»»

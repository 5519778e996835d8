//! Service wiring: builds adapters from configuration and assembles the
//! aggregator, registry and reporting services around them.

use crate::api::AppState;
use crate::config::{
    Config, ConfigError, MailConfig, MailTransport, Settings, StorageBackend, StorageConfig,
};
use crate::worklog::{
    adapters::{
        mail::{DryRunMailer, HttpRelayMailer},
        memory::{InMemoryRowStore, InMemoryTaskRegistry},
        postgres::{PostgresRowStore, PostgresTaskRegistry, connect_pool},
    },
    domain::TableKind,
    ports::{Mailer, MailerError, RowStore, RowStoreError, TaskRegistry},
    services::{
        ReportRenderError, ReportRenderer, ReportingService, ReportingSettings, TableLocks,
        TaskAggregator, TaskRegistryService,
    },
};
use diesel::r2d2::PoolError;
use mockable::{Clock, DefaultClock};
use std::sync::Arc;
use std::time::Duration;
use thiserror::Error;

/// Clock shared by every service.
pub type SharedClock = dyn Clock + Send + Sync;

/// Commit aggregator over type-erased adapters.
pub type Aggregator = TaskAggregator<dyn RowStore, dyn TaskRegistry, SharedClock>;

/// Registry management over type-erased adapters.
pub type RegistryManager = TaskRegistryService<dyn TaskRegistry, SharedClock>;

/// Reporting cycles over type-erased adapters.
pub type Reporter = ReportingService<dyn RowStore, dyn Mailer, SharedClock>;

/// Failures while assembling the service graph.
#[derive(Debug, Error)]
pub enum AppBuildError {
    /// Configuration failed validation.
    #[error(transparent)]
    Config(#[from] ConfigError),
    /// The database pool could not be opened.
    #[error("failed to open database pool: {0}")]
    Pool(#[from] PoolError),
    /// Tables could not be provisioned.
    #[error(transparent)]
    Store(#[from] RowStoreError),
    /// The mail transport could not be built.
    #[error(transparent)]
    Mailer(#[from] MailerError),
    /// Report templates failed to compile.
    #[error(transparent)]
    Render(#[from] ReportRenderError),
}

/// Adapters the services run against.
pub struct Backends {
    /// Daily, weekly and archive tables.
    pub store: Arc<dyn RowStore>,
    /// Task registry.
    pub registry: Arc<dyn TaskRegistry>,
    /// Report delivery.
    pub mailer: Arc<dyn Mailer>,
    /// Time source.
    pub clock: Arc<SharedClock>,
}

/// Fully wired services.
pub struct App {
    /// Validated settings the services were built from.
    pub settings: Settings,
    /// Time source shared by the services and the scheduler.
    pub clock: Arc<SharedClock>,
    /// Commit aggregation.
    pub aggregator: Arc<Aggregator>,
    /// Registry management.
    pub registry: Arc<RegistryManager>,
    /// Daily and weekly cycles.
    pub reporting: Arc<Reporter>,
}

impl App {
    /// Builds adapters from `config` and wires the services.
    ///
    /// # Errors
    ///
    /// Returns [`AppBuildError`] when the configuration is invalid or a
    /// backend cannot be opened.
    pub async fn build(config: &Config) -> Result<Self, AppBuildError> {
        let settings = config.settings()?;
        let (store, registry) = open_storage(&config.storage).await?;
        let mailer = open_mailer(&config.mail)?;
        let backends = Backends {
            store,
            registry,
            mailer,
            clock: Arc::new(DefaultClock),
        };
        Ok(Self::assemble(settings, backends)?)
    }

    /// Wires the services around existing adapters.
    ///
    /// # Errors
    ///
    /// Returns [`ReportRenderError`] when the report templates do not
    /// compile.
    pub fn assemble(settings: Settings, backends: Backends) -> Result<Self, ReportRenderError> {
        let Backends {
            store,
            registry,
            mailer,
            clock,
        } = backends;
        let locks = Arc::new(TableLocks::new(settings.lock_timeout));

        let aggregator = TaskAggregator::new(
            Arc::clone(&store),
            Arc::clone(&registry),
            Arc::clone(&clock),
            Arc::clone(&locks),
        )
        .with_policy(settings.merge)
        .with_calendar(settings.calendar)
        .with_operation_timeout(settings.operation_timeout);

        let registry_service = TaskRegistryService::new(registry, Arc::clone(&clock));

        let renderer = ReportRenderer::new(&settings.project_name, settings.signature.clone())?;
        let reporting = ReportingService::new(
            store,
            mailer,
            Arc::clone(&clock),
            locks,
            Arc::new(renderer),
            ReportingSettings {
                gate: settings.gate,
                recipients: settings.recipients.clone(),
                calendar: settings.calendar,
                operation_timeout: settings.operation_timeout,
            },
        );

        Ok(Self {
            settings,
            clock,
            aggregator: Arc::new(aggregator),
            registry: Arc::new(registry_service),
            reporting: Arc::new(reporting),
        })
    }

    /// Returns the HTTP handler state for these services.
    #[must_use]
    pub fn api_state(&self) -> AppState {
        AppState::new(Arc::clone(&self.aggregator), Arc::clone(&self.registry))
    }
}

async fn open_storage(
    storage: &StorageConfig,
) -> Result<(Arc<dyn RowStore>, Arc<dyn TaskRegistry>), AppBuildError> {
    match storage.backend {
        StorageBackend::Memory => {
            tracing::info!("using in-memory storage; rows are lost on exit");
            Ok((
                Arc::new(InMemoryRowStore::with_tables(TableKind::ALL)),
                Arc::new(InMemoryTaskRegistry::new()),
            ))
        }
        StorageBackend::Postgres => {
            let url = storage.database_url.as_deref().ok_or_else(|| ConfigError::Invalid {
                field: "storage.database_url",
                reason: "required for the postgres backend".to_owned(),
            })?;
            let pool = connect_pool(url, storage.pool_size)?;
            let store = PostgresRowStore::new(pool.clone());
            store.initialise_schema().await?;
            for table in TableKind::ALL {
                if store.ensure_table(table).await? {
                    tracing::info!(table = %table, "table created");
                }
            }
            tracing::info!(pool_size = storage.pool_size, "using postgres storage");
            Ok((Arc::new(store), Arc::new(PostgresTaskRegistry::new(pool))))
        }
    }
}

fn open_mailer(mail: &MailConfig) -> Result<Arc<dyn Mailer>, AppBuildError> {
    match mail.transport {
        MailTransport::DryRun => {
            tracing::info!("dry-run mail transport; reports are logged, not sent");
            Ok(Arc::new(DryRunMailer))
        }
        MailTransport::Relay => {
            let endpoint = mail.relay_url.as_deref().ok_or_else(|| ConfigError::Invalid {
                field: "mail.relay_url",
                reason: "required for the relay transport".to_owned(),
            })?;
            let mut relay =
                HttpRelayMailer::new(endpoint, Duration::from_millis(mail.timeout_ms))?;
            if let Some(token) = &mail.api_token {
                relay = relay.with_api_token(token.clone());
            }
            Ok(Arc::new(relay))
        }
    }
}

#[cfg(test)]
mod tests {
    use super::*;
    use crate::worklog::adapters::memory::{FixedClock, RecordingMailer};
    use crate::worklog::services::RecordCommitRequest;
    use chrono::{TimeZone, Utc};

    #[tokio::test(flavor = "multi_thread")]
    async fn default_config_builds_in_memory_services() {
        let config = Config::from_toml("[schedule]\nenabled = false\n").expect("parse");
        let app = App::build(&config).await.expect("build");

        let recorded = app
            .aggregator
            .record_commit(RecordCommitRequest::new("Auth").with_hours(2.0))
            .await
            .expect("record");
        assert_eq!(recorded.entry.task_name().as_str(), "Auth");
        assert_eq!(app.aggregator.list_entries().await.expect("list").len(), 1);
    }

    #[tokio::test(flavor = "multi_thread")]
    async fn assembled_services_share_one_store() {
        let config = Config::from_toml("[schedule]\nenabled = false\n").expect("parse");
        let settings = config.settings().expect("settings");
        let store = Arc::new(InMemoryRowStore::with_tables(TableKind::ALL));
        let mailer = Arc::new(RecordingMailer::new());
        let clock = Arc::new(FixedClock::new(
            Utc.with_ymd_and_hms(2026, 3, 2, 18, 0, 0).single().expect("time"),
        ));
        let app = App::assemble(
            settings,
            Backends {
                store: store.clone(),
                registry: Arc::new(InMemoryTaskRegistry::new()),
                mailer: mailer.clone(),
                clock,
            },
        )
        .expect("assemble");

        app.aggregator
            .record_commit(RecordCommitRequest::new("Auth").with_hours(1.0))
            .await
            .expect("record");
        let report = app.reporting.run_daily().await.expect("cycle");

        assert_eq!(report.rows, 1);
        assert!(store.read_rows(TableKind::Daily).await.expect("daily").is_empty());
        assert_eq!(store.read_rows(TableKind::Weekly).await.expect("weekly").len(), 1);
        assert!(mailer.sent().is_empty(), "one hour is below the daily gate");
    }
}
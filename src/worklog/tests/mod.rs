//! Unit tests for the worklog module.

mod grouper_tests;
mod memory_store_tests;
mod rollover_tests;
mod support;
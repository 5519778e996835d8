//! In-memory adapters used by tests and the `memory` storage backend.

mod clock;
mod mailer;
mod registry;
mod row_store;

pub use clock::FixedClock;
pub use mailer::RecordingMailer;
pub use registry::InMemoryTaskRegistry;
pub use row_store::InMemoryRowStore;
//! Worklog: webhook-driven daily and weekly status reporting.
//!
//! Commit events arrive over HTTP and are merged into one row per task and
//! day. Scheduled cycles group the day's rows into a report, mail it when
//! enough hours were logged, and roll the rows into the weekly and archive
//! tables.
//!
//! # Architecture
//!
//! Worklog follows hexagonal architecture principles:
//!
//! - **Domain**: Pure business logic with no infrastructure dependencies
//! - **Ports**: Abstract trait interfaces for external interactions
//! - **Adapters**: Concrete implementations of ports (database, mail, memory)
//!
//! # Modules
//!
//! - [`worklog`]: Aggregation, grouping, rollover and reporting cycles
//! - [`api`]: Webhook endpoint
//! - [`app`]: Service wiring from configuration
//! - [`config`]: TOML configuration
//! - [`scheduler`]: Timed daily and weekly cycles
//! - [`telemetry`]: Tracing subscriber setup

pub mod api;
pub mod app;
pub mod config;
pub mod scheduler;
pub mod telemetry;
pub mod worklog;
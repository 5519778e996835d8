//! Cycle schedules: `HH:MM` daily and `<weekday> HH:MM` weekly.

use super::{ParseScheduleError, ReportCalendar};
use chrono::{DateTime, Datelike, NaiveTime, TimeDelta, Utc, Weekday};
use std::fmt;
use std::str::FromStr;

/// When a reporting cycle fires, in the reporting calendar.
#[derive(Debug, Clone, Copy, PartialEq, Eq)]
pub enum CycleSchedule {
    /// Every day at the given local time.
    DailyAt(NaiveTime),
    /// Once a week on the given day at the given local time.
    WeeklyAt(Weekday, NaiveTime),
}

impl CycleSchedule {
    /// Returns the first fire instant strictly after `after`.
    #[must_use]
    pub fn next_after(&self, after: DateTime<Utc>, calendar: &ReportCalendar) -> DateTime<Utc> {
        let today = calendar.date_of(after);
        match *self {
            Self::DailyAt(time) => {
                let candidate = calendar.to_utc(today.and_time(time));
                if candidate > after {
                    candidate
                } else {
                    candidate + TimeDelta::days(1)
                }
            }
            Self::WeeklyAt(weekday, time) => {
                let days_ahead = i64::from(weekday.num_days_from_monday())
                    - i64::from(today.weekday().num_days_from_monday());
                let candidate = calendar.to_utc(today.and_time(time))
                    + TimeDelta::days(days_ahead.rem_euclid(7));
                if candidate > after {
                    candidate
                } else {
                    candidate + TimeDelta::days(7)
                }
            }
        }
    }
}

fn parse_time(value: &str, raw: &str) -> Result<NaiveTime, ParseScheduleError> {
    NaiveTime::parse_from_str(value.trim(), "%H:%M")
        .map_err(|err| ParseScheduleError::new(raw, format!("expected HH:MM ({err})")))
}

impl FromStr for CycleSchedule {
    type Err = ParseScheduleError;

    fn from_str(raw: &str) -> Result<Self, Self::Err> {
        let trimmed = raw.trim();
        match trimmed.split_once(char::is_whitespace) {
            None => parse_time(trimmed, raw).map(Self::DailyAt),
            Some((day, time)) => {
                let weekday = day
                    .parse::<Weekday>()
                    .map_err(|_| ParseScheduleError::new(raw, format!("unknown weekday '{day}'")))?;
                parse_time(time, raw).map(|at| Self::WeeklyAt(weekday, at))
            }
        }
    }
}

impl fmt::Display for CycleSchedule {
    fn fmt(&self, f: &mut fmt::Formatter<'_>) -> fmt::Result {
        match self {
            Self::DailyAt(time) => write!(f, "{}", time.format("%H:%M")),
            Self::WeeklyAt(day, time) => write!(f, "{day} {}", time.format("%H:%M")),
        }
    }
}
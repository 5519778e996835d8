//! HTTP surface: one webhook endpoint dispatching on `action`.
//!
//! `POST /` carries commit and registry events, `GET /` answers task
//! queries, and `GET /health` reports liveness. Every response body is
//! JSON with a `success` flag so script-based callers can branch on it.

mod dto;
mod error;

pub use dto::{
    EventAction, HealthResponse, HoursField, InboundEvent, MessageResponse, QueryParams,
    RecentTaskView, TaskRowView, TasksResponse,
};
pub use error::ApiError;

use crate::app::{Aggregator, RegistryManager};
use crate::worklog::services::MergeOutcome;
use axum::{
    Json, Router,
    body::Bytes,
    extract::{Query, State},
    response::{IntoResponse, Response},
    routing::get,
};
use std::sync::Arc;
use tokio::net::TcpListener;
use tokio_util::sync::CancellationToken;
use tower_http::trace::TraceLayer;

/// Shared state of the request handlers.
#[derive(Clone)]
pub struct AppState {
    aggregator: Arc<Aggregator>,
    registry: Arc<RegistryManager>,
}

impl AppState {
    /// Creates handler state over the given services.
    #[must_use]
    pub const fn new(aggregator: Arc<Aggregator>, registry: Arc<RegistryManager>) -> Self {
        Self {
            aggregator,
            registry,
        }
    }
}

/// Builds the router with every route and the request trace layer.
pub fn router(state: AppState) -> Router {
    Router::new()
        .route("/", get(handle_query).post(handle_event))
        .route("/health", get(|| async { Json(health()) }))
        .layer(TraceLayer::new_for_http())
        .with_state(state)
}

/// Serves `app` on `listener` until `shutdown` is cancelled.
///
/// In-flight requests finish before the future resolves.
///
/// # Errors
///
/// Returns the I/O error that stopped the server.
pub async fn serve(
    listener: TcpListener,
    app: Router,
    shutdown: CancellationToken,
) -> std::io::Result<()> {
    let addr = listener.local_addr()?;
    tracing::info!(%addr, "worklog API listening");
    axum::serve(listener, app)
        .with_graceful_shutdown(shutdown.cancelled_owned())
        .await?;
    tracing::info!("worklog API shut down");
    Ok(())
}

const fn health() -> HealthResponse {
    HealthResponse {
        status: "ok",
        version: env!("CARGO_PKG_VERSION"),
    }
}

async fn handle_event(State(state): State<AppState>, body: Bytes) -> Response {
    match dispatch_event(&state, &body).await {
        Ok(message) => Json(MessageResponse::ok(message)).into_response(),
        Err(err) => err.into_response(),
    }
}

async fn dispatch_event(state: &AppState, body: &[u8]) -> Result<&'static str, ApiError> {
    let event: InboundEvent =
        serde_json::from_slice(body).map_err(|err| ApiError::InvalidPayload(err.to_string()))?;

    match EventAction::parse(event.action.as_deref())? {
        EventAction::LogCommit => {
            let recorded = state
                .aggregator
                .record_commit(event.into_commit_request()?)
                .await?;
            Ok(match recorded.outcome {
                MergeOutcome::Created => "Task logged successfully",
                MergeOutcome::Merged => "Task updated (appended to existing entry)",
            })
        }
        EventAction::CreateTask => {
            state
                .registry
                .create(event.task_name.as_deref().unwrap_or_default())
                .await?;
            Ok("Task created successfully")
        }
        EventAction::UpdateTask => {
            state
                .registry
                .rename(
                    event.old_name.as_deref().unwrap_or_default(),
                    event.new_name.as_deref().unwrap_or_default(),
                )
                .await?;
            Ok("Task updated successfully")
        }
        EventAction::DeleteTask => {
            state
                .registry
                .remove(event.task_name.as_deref().unwrap_or_default())
                .await?;
            Ok("Task deleted successfully")
        }
    }
}

async fn handle_query(
    State(state): State<AppState>,
    Query(params): Query<QueryParams>,
) -> Result<Response, ApiError> {
    match params.action.as_deref().map(str::trim) {
        None | Some("") => Ok(Json(MessageResponse::ok("Worklog API")).into_response()),
        Some("getTasks") => {
            let entries = state.aggregator.list_entries().await?;
            let tasks: Vec<TaskRowView> = entries.iter().map(TaskRowView::from).collect();
            Ok(Json(TasksResponse::ok(tasks)).into_response())
        }
        Some("getRecentTasks") => {
            let entries = state.registry.list_recent().await?;
            let tasks: Vec<RecentTaskView> = entries.iter().map(RecentTaskView::from).collect();
            Ok(Json(TasksResponse::ok(tasks)).into_response())
        }
        Some(other) => Err(ApiError::UnknownAction(other.to_owned())),
    }
}
//! Mailer that only logs what it would have sent.

use async_trait::async_trait;

use crate::worklog::ports::{Mailer, MailerError, MailerResult, OutgoingMail};

/// Logs each message at `info` and reports success.
#[derive(Debug, Clone, Copy, Default)]
pub struct DryRunMailer;

#[async_trait]
impl Mailer for DryRunMailer {
    async fn send(&self, mail: &OutgoingMail) -> MailerResult<()> {
        if mail.to().is_empty() {
            return Err(MailerError::NoRecipients);
        }
        tracing::info!(
            to = ?mail.to(),
            cc = ?mail.cc(),
            subject = mail.subject(),
            body_bytes = mail.html_body().len(),
            "dry run: report not delivered"
        );
        tracing::debug!(body = mail.html_body(), "dry run report body");
        Ok(())
    }
}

««

◆ **Aim of the exercise**
Where a line above holds the string "DefaultClock", show that line.

◆ **Written reply**
use mockable::{Clock, DefaultClock};
            clock: Arc::new(DefaultClock),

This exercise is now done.